======== SOURCE MATERIAL

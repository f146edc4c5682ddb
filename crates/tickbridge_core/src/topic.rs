//! # Topic Patterns
//!
//! Topic-exchange routing over dot-separated words.
//!
//! | Pattern word | Matches                    |
//! |--------------|----------------------------|
//! | `*`          | exactly one word           |
//! | `#`          | zero or more words         |
//! | anything else| that exact word            |

/// Maximum routing key length (AMQP short string).
pub const MAX_ROUTING_KEY_LEN: usize = 255;

/// Returns true if `routing_key` is selected by `pattern`.
///
/// # Example
///
/// ```rust
/// use tickbridge_core::topic_matches;
///
/// assert!(topic_matches("building.record.*", "building.record.click"));
/// assert!(topic_matches("building.#", "building.record.update"));
/// assert!(!topic_matches("building.*", "building.record.update"));
/// ```
#[must_use]
pub fn topic_matches(pattern: &str, routing_key: &str) -> bool {
    // Fast path: plain keys on direct-style bindings
    if !pattern.contains(['*', '#']) {
        return pattern == routing_key;
    }

    let pattern: Vec<&str> = pattern.split('.').collect();
    let key: Vec<&str> = routing_key.split('.').collect();
    match_words(&pattern, &key)
}

fn match_words(pattern: &[&str], key: &[&str]) -> bool {
    match pattern.split_first() {
        None => key.is_empty(),
        Some((&"#", rest)) => {
            if rest.is_empty() {
                return true;
            }
            (0..=key.len()).any(|skip| match_words(rest, &key[skip..]))
        }
        Some((&"*", rest)) => !key.is_empty() && match_words(rest, &key[1..]),
        Some((word, rest)) => key.first() == Some(word) && match_words(rest, &key[1..]),
    }
}

/// Returns true if `pattern` is a well-formed binding key.
///
/// Wildcards must occupy a whole word (`a.*.c` is fine, `a.b*.c` is not) and
/// the key must fit in an AMQP short string.
#[must_use]
pub fn is_valid_pattern(pattern: &str) -> bool {
    pattern.len() <= MAX_ROUTING_KEY_LEN
        && pattern
            .split('.')
            .all(|word| word == "*" || word == "#" || !word.contains(['*', '#']))
}

#[cfg(test)]
mod tests {
    use super::*;

    #[test]
    fn test_exact_match() {
        assert!(topic_matches("building.clicked", "building.clicked"));
        assert!(!topic_matches("building.clicked", "building.clicked.twice"));
        assert!(!topic_matches("building.clicked", "building"));
    }

    #[test]
    fn test_star_matches_one_word() {
        assert!(topic_matches("*.record.click", "building.record.click"));
        assert!(!topic_matches("*.click", "building.record.click"));
        assert!(!topic_matches("building.*", "building"));
    }

    #[test]
    fn test_hash_matches_zero_or_more() {
        assert!(topic_matches("#", "anything.at.all"));
        assert!(topic_matches("building.#", "building"));
        assert!(topic_matches("building.#", "building.record.update"));
        assert!(topic_matches("#.update", "building.record.update"));
        assert!(topic_matches("building.#.update", "building.update"));
        assert!(!topic_matches("building.#.update", "building.record.click"));
    }

    #[test]
    fn test_mixed_wildcards() {
        assert!(topic_matches("*.#.results", "propagation.neo4j.results"));
        assert!(topic_matches("*.#.results", "propagation.results"));
        assert!(!topic_matches("*.#.results", "results"));
    }

    #[test]
    fn test_pattern_validation() {
        assert!(is_valid_pattern("building.record.click"));
        assert!(is_valid_pattern("building.*.#"));
        assert!(!is_valid_pattern("building.rec*"));
        assert!(!is_valid_pattern(&"a".repeat(MAX_ROUTING_KEY_LEN + 1)));
    }
}
//! # TICKBRIDGE
//!
//! Relays messages from a broker into a fixed-cadence loop.
//!
//! ## Quick Start
//!
//! ```rust
//! use tickbridge::{BrokerRelay, RelayConfig};
//! use tickbridge_broker::{MemoryBroker, MemoryHub};
//!
//! let config = RelayConfig::default();
//! let hub = MemoryHub::new();
//! let mut relay = BrokerRelay::from_config(MemoryBroker::new(hub.clone(), "guest", "guest"), &config);
//! relay.observers().subscribe(|message| println!("{message:?}"));
//! relay.open().unwrap();
//!
//! hub.publish("BuildingSimulation", "building.record.click", b"17");
//! assert_eq!(relay.process(), 1);
//! relay.close();
//! ```
//!
//! ## Crates
//!
//! | Crate               | Contents                                        |
//! |---------------------|-------------------------------------------------|
//! | `tickbridge_core`   | buffer, observers, topics, payload codecs       |
//! | `tickbridge_broker` | client trait, AMQP client, in-process hub, config|
//! | `tickbridge`        | relay component, tick loop, listener binary     |

#![deny(unsafe_code)]
#![deny(clippy::all)]
#![warn(clippy::pedantic)]
#![deny(clippy::perf)]

pub mod config;
pub mod relay;
pub mod tick;

pub use config::{PayloadKind, RelayConfig, RelaySettings};
pub use relay::{BrokerRelay, RelayStats};
pub use tick::{TickLoop, TickStats, DEFAULT_TICK_RATE};
//! # Payload Codecs
//!
//! The relay forwards raw bytes. How those bytes are read is up to whoever
//! observes them, so the schema is a pluggable codec rather than a fixed
//! format.
//!
//! | Codec              | Value        | Wire form                 |
//! |--------------------|--------------|---------------------------|
//! | `Utf8Codec`        | `String`     | UTF-8 bytes               |
//! | `IntegerListCodec` | `Vec<i64>`   | JSON array, e.g. `[1,2,3]`|
//! | `JsonCodec<T>`     | any serde `T`| JSON document             |

use std::marker::PhantomData;

use serde::de::DeserializeOwned;
use serde::Serialize;

use crate::error::PayloadResult;

/// Encodes values to payload bytes and decodes them back.
pub trait PayloadCodec {
    /// The decoded value type.
    type Value;

    /// Encodes a value into payload bytes.
    ///
    /// # Errors
    ///
    /// Returns an error if the value cannot be represented in this format.
    fn encode(&self, value: &Self::Value) -> PayloadResult<Vec<u8>>;

    /// Decodes payload bytes into a value.
    ///
    /// # Errors
    ///
    /// Returns an error if the bytes are malformed for this format.
    fn decode(&self, payload: &[u8]) -> PayloadResult<Self::Value>;
}

/// Plain UTF-8 text payloads.
#[derive(Clone, Copy, Debug, Default)]
pub struct Utf8Codec;

impl PayloadCodec for Utf8Codec {
    type Value = String;

    fn encode(&self, value: &String) -> PayloadResult<Vec<u8>> {
        Ok(value.as_bytes().to_vec())
    }

    fn decode(&self, payload: &[u8]) -> PayloadResult<String> {
        Ok(std::str::from_utf8(payload)?.to_owned())
    }
}

/// JSON payloads for any serde type.
pub struct JsonCodec<T> {
    _marker: PhantomData<fn() -> T>,
}

impl<T> JsonCodec<T> {
    /// Creates a JSON codec.
    #[must_use]
    pub const fn new() -> Self {
        Self {
            _marker: PhantomData,
        }
    }
}

impl<T> Default for JsonCodec<T> {
    fn default() -> Self {
        Self::new()
    }
}

impl<T> Clone for JsonCodec<T> {
    fn clone(&self) -> Self {
        *self
    }
}

impl<T> Copy for JsonCodec<T> {}

impl<T> std::fmt::Debug for JsonCodec<T> {
    fn fmt(&self, f: &mut std::fmt::Formatter<'_>) -> std::fmt::Result {
        write!(f, "JsonCodec<{}>", std::any::type_name::<T>())
    }
}

impl<T: Serialize + DeserializeOwned> PayloadCodec for JsonCodec<T> {
    type Value = T;

    fn encode(&self, value: &T) -> PayloadResult<Vec<u8>> {
        Ok(serde_json::to_vec(value)?)
    }

    fn decode(&self, payload: &[u8]) -> PayloadResult<T> {
        Ok(serde_json::from_slice(payload)?)
    }
}

/// Integer-list payloads, encoded as a JSON array.
pub type IntegerListCodec = JsonCodec<Vec<i64>>;

#[cfg(test)]
mod tests {
    use super::*;
    use crate::error::PayloadError;

    #[test]
    fn test_utf8_codec() {
        let codec = Utf8Codec;
        let bytes = codec.encode(&"Building 7".to_string()).unwrap();
        assert_eq!(bytes, b"Building 7");
        assert_eq!(codec.decode(&bytes).unwrap(), "Building 7");
    }

    #[test]
    fn test_utf8_codec_rejects_invalid_bytes() {
        let result = Utf8Codec.decode(&[0xc3, 0x28]);
        assert!(matches!(result, Err(PayloadError::InvalidUtf8(_))));
    }

    #[test]
    fn test_integer_list_codec() {
        let codec = IntegerListCodec::new();
        assert_eq!(codec.encode(&vec![3, 14, 15]).unwrap(), b"[3,14,15]");
        assert_eq!(codec.decode(b"[ 1, -2, 3 ]").unwrap(), vec![1, -2, 3]);
    }

    #[test]
    fn test_integer_list_codec_rejects_malformed() {
        let codec = IntegerListCodec::new();
        assert!(matches!(codec.decode(b"[1, \"two\"]"), Err(PayloadError::Json(_))));
        assert!(matches!(codec.decode(b"not json"), Err(PayloadError::Json(_))));
    }

    #[test]
    fn test_json_codec_custom_type() {
        #[derive(Debug, PartialEq, serde::Serialize, serde::Deserialize)]
        struct Click {
            building_id: u32,
        }

        let codec = JsonCodec::<Click>::new();
        let decoded = codec.decode(br#"{"building_id": 12}"#).unwrap();
        assert_eq!(decoded, Click { building_id: 12 });
    }
}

================

**INSTRUCTIONS FOR THE TASK**
Once you reach the line with "exactly one word" in the data above, copy it and every line after it exactly, up to and including the line with "let pattern: Vec<&str>".

**RESPONSE**
//! | `*`          | exactly one word           |
//! | `#`          | zero or more words         |
//! | anything else| that exact word            |

/// Maximum routing key length (AMQP short string).
pub const MAX_ROUTING_KEY_LEN: usize = 255;

/// Returns true if `routing_key` is selected by `pattern`.
///
/// # Example
///
/// ```rust
/// use tickbridge_core::topic_matches;
///
/// assert!(topic_matches("building.record.*", "building.record.click"));
/// assert!(topic_matches("building.#", "building.record.update"));
/// assert!(!topic_matches("building.*", "building.record.update"));
/// ```
#[must_use]
pub fn topic_matches(pattern: &str, routing_key: &str) -> bool {
    // Fast path: plain keys on direct-style bindings
    if !pattern.contains(['*', '#']) {
        return pattern == routing_key;
    }

    let pattern: Vec<&str> = pattern.split('.').collect();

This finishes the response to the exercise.